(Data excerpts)
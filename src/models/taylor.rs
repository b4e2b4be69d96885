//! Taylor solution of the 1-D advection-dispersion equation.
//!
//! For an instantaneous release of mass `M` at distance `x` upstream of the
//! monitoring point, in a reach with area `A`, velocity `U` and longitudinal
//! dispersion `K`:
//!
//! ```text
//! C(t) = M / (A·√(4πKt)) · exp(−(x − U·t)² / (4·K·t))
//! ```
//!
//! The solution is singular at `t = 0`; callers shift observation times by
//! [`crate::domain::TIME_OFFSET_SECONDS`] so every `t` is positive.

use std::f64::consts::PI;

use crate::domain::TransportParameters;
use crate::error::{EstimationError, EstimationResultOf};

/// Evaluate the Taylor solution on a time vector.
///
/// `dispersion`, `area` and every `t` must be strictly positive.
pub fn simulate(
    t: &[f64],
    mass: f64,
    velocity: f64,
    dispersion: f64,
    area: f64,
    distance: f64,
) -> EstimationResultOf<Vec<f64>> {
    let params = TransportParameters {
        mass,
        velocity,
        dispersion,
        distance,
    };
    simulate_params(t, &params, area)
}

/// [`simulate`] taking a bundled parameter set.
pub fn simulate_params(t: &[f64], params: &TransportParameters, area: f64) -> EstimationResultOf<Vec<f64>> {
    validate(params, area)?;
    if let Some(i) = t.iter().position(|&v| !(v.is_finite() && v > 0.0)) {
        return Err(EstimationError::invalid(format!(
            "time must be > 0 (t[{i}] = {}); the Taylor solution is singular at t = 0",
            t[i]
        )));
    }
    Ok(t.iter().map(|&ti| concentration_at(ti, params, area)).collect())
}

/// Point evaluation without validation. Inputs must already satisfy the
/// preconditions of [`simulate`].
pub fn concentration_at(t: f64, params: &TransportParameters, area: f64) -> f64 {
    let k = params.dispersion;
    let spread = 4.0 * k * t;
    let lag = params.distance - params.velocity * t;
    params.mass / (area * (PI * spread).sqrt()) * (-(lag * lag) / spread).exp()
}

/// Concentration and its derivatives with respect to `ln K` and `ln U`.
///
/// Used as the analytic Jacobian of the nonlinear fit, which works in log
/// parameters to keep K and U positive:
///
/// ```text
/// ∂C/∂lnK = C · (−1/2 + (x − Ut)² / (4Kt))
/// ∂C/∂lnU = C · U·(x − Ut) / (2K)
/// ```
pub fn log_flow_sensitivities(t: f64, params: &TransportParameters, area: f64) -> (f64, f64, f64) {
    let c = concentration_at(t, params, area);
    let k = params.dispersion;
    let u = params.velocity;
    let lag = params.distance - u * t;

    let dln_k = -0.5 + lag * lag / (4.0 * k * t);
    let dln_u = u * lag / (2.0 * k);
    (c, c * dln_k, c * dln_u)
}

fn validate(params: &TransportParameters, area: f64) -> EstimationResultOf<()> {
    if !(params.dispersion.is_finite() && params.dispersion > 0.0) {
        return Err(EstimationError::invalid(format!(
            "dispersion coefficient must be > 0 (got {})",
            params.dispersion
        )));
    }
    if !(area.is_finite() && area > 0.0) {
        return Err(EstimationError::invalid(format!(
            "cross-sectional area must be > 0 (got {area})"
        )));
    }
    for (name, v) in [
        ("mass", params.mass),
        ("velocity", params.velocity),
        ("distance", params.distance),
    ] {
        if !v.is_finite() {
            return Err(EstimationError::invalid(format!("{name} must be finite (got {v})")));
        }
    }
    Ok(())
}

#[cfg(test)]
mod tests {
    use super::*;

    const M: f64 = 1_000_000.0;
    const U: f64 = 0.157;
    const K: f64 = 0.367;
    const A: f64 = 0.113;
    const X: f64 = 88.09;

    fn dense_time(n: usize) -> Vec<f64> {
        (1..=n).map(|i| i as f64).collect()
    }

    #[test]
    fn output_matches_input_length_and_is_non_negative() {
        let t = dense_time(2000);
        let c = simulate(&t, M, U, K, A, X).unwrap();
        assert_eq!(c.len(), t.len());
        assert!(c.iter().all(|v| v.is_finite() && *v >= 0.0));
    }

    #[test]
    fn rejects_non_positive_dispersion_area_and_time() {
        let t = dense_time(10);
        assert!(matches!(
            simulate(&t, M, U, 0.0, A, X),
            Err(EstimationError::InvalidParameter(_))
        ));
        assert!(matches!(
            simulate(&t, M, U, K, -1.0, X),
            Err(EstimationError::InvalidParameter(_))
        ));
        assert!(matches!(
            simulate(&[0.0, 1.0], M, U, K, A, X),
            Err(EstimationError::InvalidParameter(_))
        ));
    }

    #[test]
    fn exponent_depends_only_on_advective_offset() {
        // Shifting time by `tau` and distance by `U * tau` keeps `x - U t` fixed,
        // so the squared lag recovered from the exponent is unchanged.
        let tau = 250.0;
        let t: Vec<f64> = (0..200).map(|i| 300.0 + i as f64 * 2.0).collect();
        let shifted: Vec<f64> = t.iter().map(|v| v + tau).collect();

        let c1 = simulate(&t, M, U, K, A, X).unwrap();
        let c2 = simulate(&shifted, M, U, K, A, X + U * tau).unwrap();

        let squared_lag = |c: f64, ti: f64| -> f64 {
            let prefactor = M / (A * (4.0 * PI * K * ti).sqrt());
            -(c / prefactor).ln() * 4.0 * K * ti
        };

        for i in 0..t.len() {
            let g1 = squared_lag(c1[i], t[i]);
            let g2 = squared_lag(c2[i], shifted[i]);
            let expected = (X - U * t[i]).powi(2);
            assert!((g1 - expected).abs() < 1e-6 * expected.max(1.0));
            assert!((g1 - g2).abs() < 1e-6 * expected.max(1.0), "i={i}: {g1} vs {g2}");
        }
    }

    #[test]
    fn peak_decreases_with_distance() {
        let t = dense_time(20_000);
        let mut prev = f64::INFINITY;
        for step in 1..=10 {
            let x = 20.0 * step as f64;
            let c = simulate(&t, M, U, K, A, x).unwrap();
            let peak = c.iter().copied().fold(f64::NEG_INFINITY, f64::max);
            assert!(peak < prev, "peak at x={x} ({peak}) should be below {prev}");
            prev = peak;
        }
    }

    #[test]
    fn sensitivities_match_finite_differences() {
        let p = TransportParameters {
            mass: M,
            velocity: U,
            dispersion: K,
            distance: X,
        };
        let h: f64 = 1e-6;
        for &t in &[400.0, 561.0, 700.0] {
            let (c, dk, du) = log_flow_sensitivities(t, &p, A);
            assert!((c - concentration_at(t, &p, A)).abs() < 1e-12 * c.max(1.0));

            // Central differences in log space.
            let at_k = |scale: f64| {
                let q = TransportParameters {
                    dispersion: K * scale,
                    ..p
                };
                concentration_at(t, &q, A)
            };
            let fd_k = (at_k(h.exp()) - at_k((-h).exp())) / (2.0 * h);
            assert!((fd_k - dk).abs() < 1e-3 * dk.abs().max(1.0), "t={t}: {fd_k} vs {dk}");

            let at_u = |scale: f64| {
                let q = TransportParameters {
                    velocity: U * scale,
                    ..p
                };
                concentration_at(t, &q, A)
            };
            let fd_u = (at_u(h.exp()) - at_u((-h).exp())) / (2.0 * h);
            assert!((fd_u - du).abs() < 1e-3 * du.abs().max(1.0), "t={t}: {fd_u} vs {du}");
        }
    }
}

## WHAT THIS TASK INVOLVES
You are asked to reproduce word for word the line containing "let (c, dk, du)" and every subsequent line through the end of the entries.

## WRITTEN RESPONSE
            let (c, dk, du) = log_flow_sensitivities(t, &p, A);
            assert!((c - concentration_at(t, &p, A)).abs() < 1e-12 * c.max(1.0));

            // Central differences in log space.
            let at_k = |scale: f64| {
                let q = TransportParameters {
                    dispersion: K * scale,
                    ..p
                };
                concentration_at(t, &q, A)
            };
            let fd_k = (at_k(h.exp()) - at_k((-h).exp())) / (2.0 * h);
            assert!((fd_k - dk).abs() < 1e-3 * dk.abs().max(1.0), "t={t}: {fd_k} vs {dk}");

            let at_u = |scale: f64| {
                let q = TransportParameters {
                    velocity: U * scale,
                    ..p
                };
                concentration_at(t, &q, A)
            };
            let fd_u = (at_u(h.exp()) - at_u((-h).exp())) / (2.0 * h);
            assert!((fd_u - du).abs() < 1e-3 * du.abs().max(1.0), "t={t}: {fd_u} vs {du}");
        }
    }
}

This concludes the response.